Having one full-time firefighter on medical leave and the deer hunting season made staffing the three stations difficult in November, Miller said. Firefighters were allowed to take 21 total days of vacation time and the firefighters left were not qualified for an interior attack.
“We have had eight or nine firefighters on most nights in November; however, as many of these are new trainees, they are not yet fully ready to work on their own, thus the limited number of nights we have opened three stations to this point,” Miller said.
There were 10 volunteer firefighters recruited in 2012 who are reaching the end of their mentor training. Miller said he hopes to have them qualified by March.
He has also changed the department’s recruiting strategy for Fire Station 3, where volunteers receive housing in exchange for their service. Miller also is considering changing current volunteer requirements that allow those firefighters to stop staffing stations, and only respond from home, after two years of service. Under the new plan, all volunteers would be required to spend three nights per month at one of the city’s fire stations.
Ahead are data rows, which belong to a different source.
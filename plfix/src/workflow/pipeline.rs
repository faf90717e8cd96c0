//! Repair run orchestrator
//!
//! Scan phase (listing + classification + snapshot) completes before the
//! mutation phase starts. Listing, classification and snapshot errors
//! surface before the first insert; a search failure during the mutation
//! phase stops the run and carries the records already finished.

use super::{RepairEvent, RepairObserver};
use crate::catalog::{CatalogError, PrimaryCatalog, SecondaryCatalog};
use crate::models::RunSummary;
use crate::services::{
    AvailabilityOracle, CandidateRanker, CandidateSearch, CatalogReader, DetectionPolicy,
    OracleError, ReconcileError, ReconcileOptions, Reconciler, SearchCache, SnapshotError,
    SnapshotWriter,
};
use std::sync::Arc;
use thiserror::Error;
use uuid::Uuid;

/// Fatal run errors
///
/// Only [`RunError::Search`] can follow mutations; it lists them.
#[derive(Debug, Error)]
pub enum RunError {
    #[error("Playlist listing failed: {0}")]
    Listing(#[source] CatalogError),

    #[error("Availability classification failed: {0}")]
    Classification(#[from] OracleError),

    #[error("Snapshot failed, refusing to modify the playlist: {0}")]
    Snapshot(#[from] SnapshotError),

    #[error("Repair run stopped: {0}")]
    Search(#[from] ReconcileError),
}

/// One configured repair run
pub struct RepairRun {
    run_id: Uuid,
    reader: CatalogReader,
    oracle: AvailabilityOracle,
    reconciler: Reconciler,
    snapshots: SnapshotWriter,
    policy: DetectionPolicy,
}

impl RepairRun {
    pub fn new(
        catalog: Arc<dyn PrimaryCatalog>,
        secondary: Option<Arc<dyn SecondaryCatalog>>,
        cache: Arc<dyn SearchCache>,
        snapshots: SnapshotWriter,
        policy: DetectionPolicy,
        options: ReconcileOptions,
    ) -> Self {
        let reader = CatalogReader::new(catalog.clone());
        let oracle = AvailabilityOracle::new(reader.clone(), secondary);
        let search = CandidateSearch::new(catalog.clone(), cache);
        let ranker = CandidateRanker::new(catalog.clone());
        let reconciler = Reconciler::new(catalog, search, ranker, options);

        Self {
            run_id: Uuid::new_v4(),
            reader,
            oracle,
            reconciler,
            snapshots,
            policy,
        }
    }

    pub fn run_id(&self) -> Uuid {
        self.run_id
    }

    pub fn policy(&self) -> DetectionPolicy {
        self.policy
    }

    pub fn options(&self) -> &ReconcileOptions {
        self.reconciler.options()
    }

    /// Execute the run, reporting progress to `observer`
    pub async fn run(&self, observer: &dyn RepairObserver) -> Result<RunSummary, RunError> {
        let options = self.reconciler.options();
        let playlist_id = options.playlist_id.as_str();

        tracing::info!(
            run_id = %self.run_id,
            playlist_id = %playlist_id,
            policy = %self.policy,
            apply = options.apply,
            "Starting repair run"
        );

        let entries = self
            .reader
            .list_entries(playlist_id)
            .await
            .map_err(RunError::Listing)?;
        let classification = self
            .oracle
            .classify(playlist_id, &entries, self.policy)
            .await?;
        let snapshot_path = self.snapshots.write(playlist_id, &entries).await?;

        observer.on_event(&RepairEvent::ScanCompleted {
            playlist_id: playlist_id.to_string(),
            total_entries: entries.len(),
            broken: classification.broken.len(),
        });
        observer.on_event(&RepairEvent::SnapshotWritten {
            path: snapshot_path.clone(),
        });

        let unmapped_sample = classification.unmapped_sample();
        if !classification.unmapped.is_empty() {
            observer.on_event(&RepairEvent::UnmappedTracks {
                count: classification.unmapped.len(),
                sample: unmapped_sample.clone(),
            });
        }

        let report = self
            .reconciler
            .reconcile(&classification.broken, observer)
            .await?;

        let summary = RunSummary {
            run_id: self.run_id,
            playlist_id: playlist_id.to_string(),
            total_entries: entries.len(),
            broken: classification.broken.len(),
            untouched: report.untouched,
            dry_run: !options.apply,
            snapshot_path: Some(snapshot_path),
            unmapped_count: classification.unmapped.len(),
            unmapped_sample,
            outcomes: report.outcomes,
        };

        observer.on_event(&RepairEvent::RunCompleted {
            summary: Box::new(summary.clone()),
        });
        Ok(summary)
    }
}
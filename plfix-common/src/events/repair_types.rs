//! Repair run type definitions
//!
//! Supporting types for per-record outcome reporting.

use serde::{Deserialize, Serialize};

/// Terminal outcome of one processed broken record
///
/// Serialized in SCREAMING_SNAKE_CASE for UI consumers.
#[derive(Debug, Clone, Copy, PartialEq, Eq, Serialize, Deserialize)]
#[serde(rename_all = "SCREAMING_SNAKE_CASE")]
pub enum OutcomeKind {
    /// Search returned nothing usable
    NoCandidate,
    /// Dry-run: a candidate was chosen, nothing was mutated
    DryRunReported,
    /// Replacement inserted, original removed
    Replaced,
    /// Replacement inserted, original intentionally kept
    OriginalKept,
    /// Replacement inserted but the original could not be deleted
    DuplicateRisk,
    /// Insert rejected; original untouched
    InsertFailed,
}

impl OutcomeKind {
    /// Whether this outcome mutated the remote playlist
    pub fn mutated(&self) -> bool {
        matches!(
            self,
            OutcomeKind::Replaced | OutcomeKind::OriginalKept | OutcomeKind::DuplicateRisk
        )
    }

    /// Whether this outcome needs operator attention
    pub fn needs_attention(&self) -> bool {
        matches!(
            self,
            OutcomeKind::DuplicateRisk | OutcomeKind::InsertFailed
        )
    }
}

/// Outcome counters for the run-completed event
#[derive(Debug, Clone, Default, PartialEq, Eq, Serialize, Deserialize)]
pub struct OutcomeTally {
    pub no_candidate: usize,
    pub dry_run: usize,
    pub replaced: usize,
    pub original_kept: usize,
    pub duplicate_risk: usize,
    pub insert_failed: usize,
}

impl OutcomeTally {
    /// Count one outcome
    pub fn record(&mut self, kind: OutcomeKind) {
        match kind {
            OutcomeKind::NoCandidate => self.no_candidate += 1,
            OutcomeKind::DryRunReported => self.dry_run += 1,
            OutcomeKind::Replaced => self.replaced += 1,
            OutcomeKind::OriginalKept => self.original_kept += 1,
            OutcomeKind::DuplicateRisk => self.duplicate_risk += 1,
            OutcomeKind::InsertFailed => self.insert_failed += 1,
        }
    }

    pub fn total(&self) -> usize {
        self.no_candidate
            + self.dry_run
            + self.replaced
            + self.original_kept
            + self.duplicate_risk
            + self.insert_failed
    }
}
//! Repair event bridge for EventBus broadcasting
//!
//! Converts internal [`RepairEvent`]s to public [`PlfixEvent`]s so UI
//! consumers subscribed to the [`EventBus`] follow a run. Per-step events
//! (candidate chosen, inserted, ...) are internal; the bus only carries the
//! scan result, snapshot, unmapped tracks, one event per finished record and
//! the run completion.

use super::{RepairEvent, RepairObserver};
use plfix_common::events::{EventBus, PlfixEvent};
use plfix_common::time;
use uuid::Uuid;

/// Observer that republishes events on an [`EventBus`]
pub struct EventBusObserver {
    bus: EventBus,
    run_id: Uuid,
}

impl EventBusObserver {
    pub fn new(bus: EventBus, run_id: Uuid) -> Self {
        Self { bus, run_id }
    }

    pub fn run_id(&self) -> Uuid {
        self.run_id
    }

    /// Public form of `event`, if it is published at all
    pub fn convert(&self, event: &RepairEvent) -> Option<PlfixEvent> {
        let run_id = self.run_id;
        let timestamp = time::now();

        match event {
            RepairEvent::ScanCompleted {
                playlist_id,
                total_entries,
                broken,
            } => Some(PlfixEvent::ScanCompleted {
                run_id,
                playlist_id: playlist_id.clone(),
                total_entries: *total_entries,
                broken: *broken,
                timestamp,
            }),
            RepairEvent::SnapshotWritten { path } => Some(PlfixEvent::SnapshotWritten {
                run_id,
                path: path.display().to_string(),
                timestamp,
            }),
            RepairEvent::UnmappedTracks { count, sample } => Some(PlfixEvent::UnmappedTracks {
                run_id,
                count: *count,
                sample: sample.clone(),
                timestamp,
            }),
            RepairEvent::RecordFinished { outcome } => Some(PlfixEvent::RecordFinished {
                run_id,
                attempt: outcome.attempt,
                position: outcome.record.entry.position,
                title: outcome.record.entry.title.clone(),
                outcome: outcome.kind,
                replacement: outcome.candidate.as_ref().map(|c| c.content_id.clone()),
                error: outcome.error.clone(),
                timestamp,
            }),
            RepairEvent::RunCompleted { summary } => Some(PlfixEvent::RunCompleted {
                run_id,
                dry_run: summary.dry_run,
                processed: summary.processed(),
                untouched: summary.untouched,
                tally: summary.tally(),
                timestamp,
            }),
            _ => None,
        }
    }
}

impl RepairObserver for EventBusObserver {
    fn on_event(&self, event: &RepairEvent) {
        if let Some(public) = self.convert(event) {
            tracing::trace!(run_id = %self.run_id, "Bridge: publishing {:?}", public);
            self.bus.emit_lossy(public);
        }
    }
}
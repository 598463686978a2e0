use chrono::NaiveDateTime;
use serde::{Deserialize, Serialize};

pub type Price = f64;

/// One observation of a closing price. The timestamp is a display label;
/// the engine only reads `close` and relies on the caller keeping points
/// ordered oldest first.
#[derive(Debug, Copy, Clone, PartialEq, Serialize, Deserialize)]
pub struct PricePoint {
    pub timestamp: NaiveDateTime,
    pub close: Price,
}

impl PricePoint {
    pub fn new(timestamp: NaiveDateTime, close: Price) -> Self {
        Self { timestamp, close }
    }
}

#[derive(Debug, Copy, Clone, PartialEq, Eq, Serialize, Deserialize, derive_more::Display)]
#[serde(rename_all = "UPPERCASE")]
pub enum Signal {
    #[display(fmt = "BUY")]
    Buy,
    #[display(fmt = "SELL")]
    Sell,
    #[display(fmt = "NEUTRAL")]
    Neutral,
}

#[derive(Debug, Copy, Clone, PartialEq, Eq, Serialize, Deserialize, derive_more::Display)]
#[serde(rename_all = "UPPERCASE")]
pub enum Trend {
    #[display(fmt = "UP")]
    Up,
    #[display(fmt = "DOWN")]
    Down,
}

/// Result of one engine run. Immutable once built; `predicted_price` is
/// rounded to two decimals for display, `last_price` is left untouched.
#[derive(Debug, Copy, Clone, PartialEq, Serialize, Deserialize)]
#[serde(rename_all = "camelCase")]
pub struct Prediction {
    pub predicted_price: Price,
    pub signal: Signal,
    pub trend: Trend,
    pub confidence: i32,
    pub last_price: Price,
}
Smith said people living in the Tourtellotte Park neighborhood have known for awhile that the Fire Department wasn’t fulfilling its promise to keep the Madison Avenue station staffed. He said during a telephone interview that the fire at Hood’s house gave him an opportunity to let others know about the problem.
It worked. Councilman Jack Considine sent an email to Smith saying the staffing situation was a “legitimate public safety concern.” He also said the council is following the issue closely and he had discussed the matter with Councilman Mark Frost.
“Residents don’t know when the station is staffed or not staffed,” Smith said. “I thought it was about time this information gets out. What we got was a lot of excuses and no action.”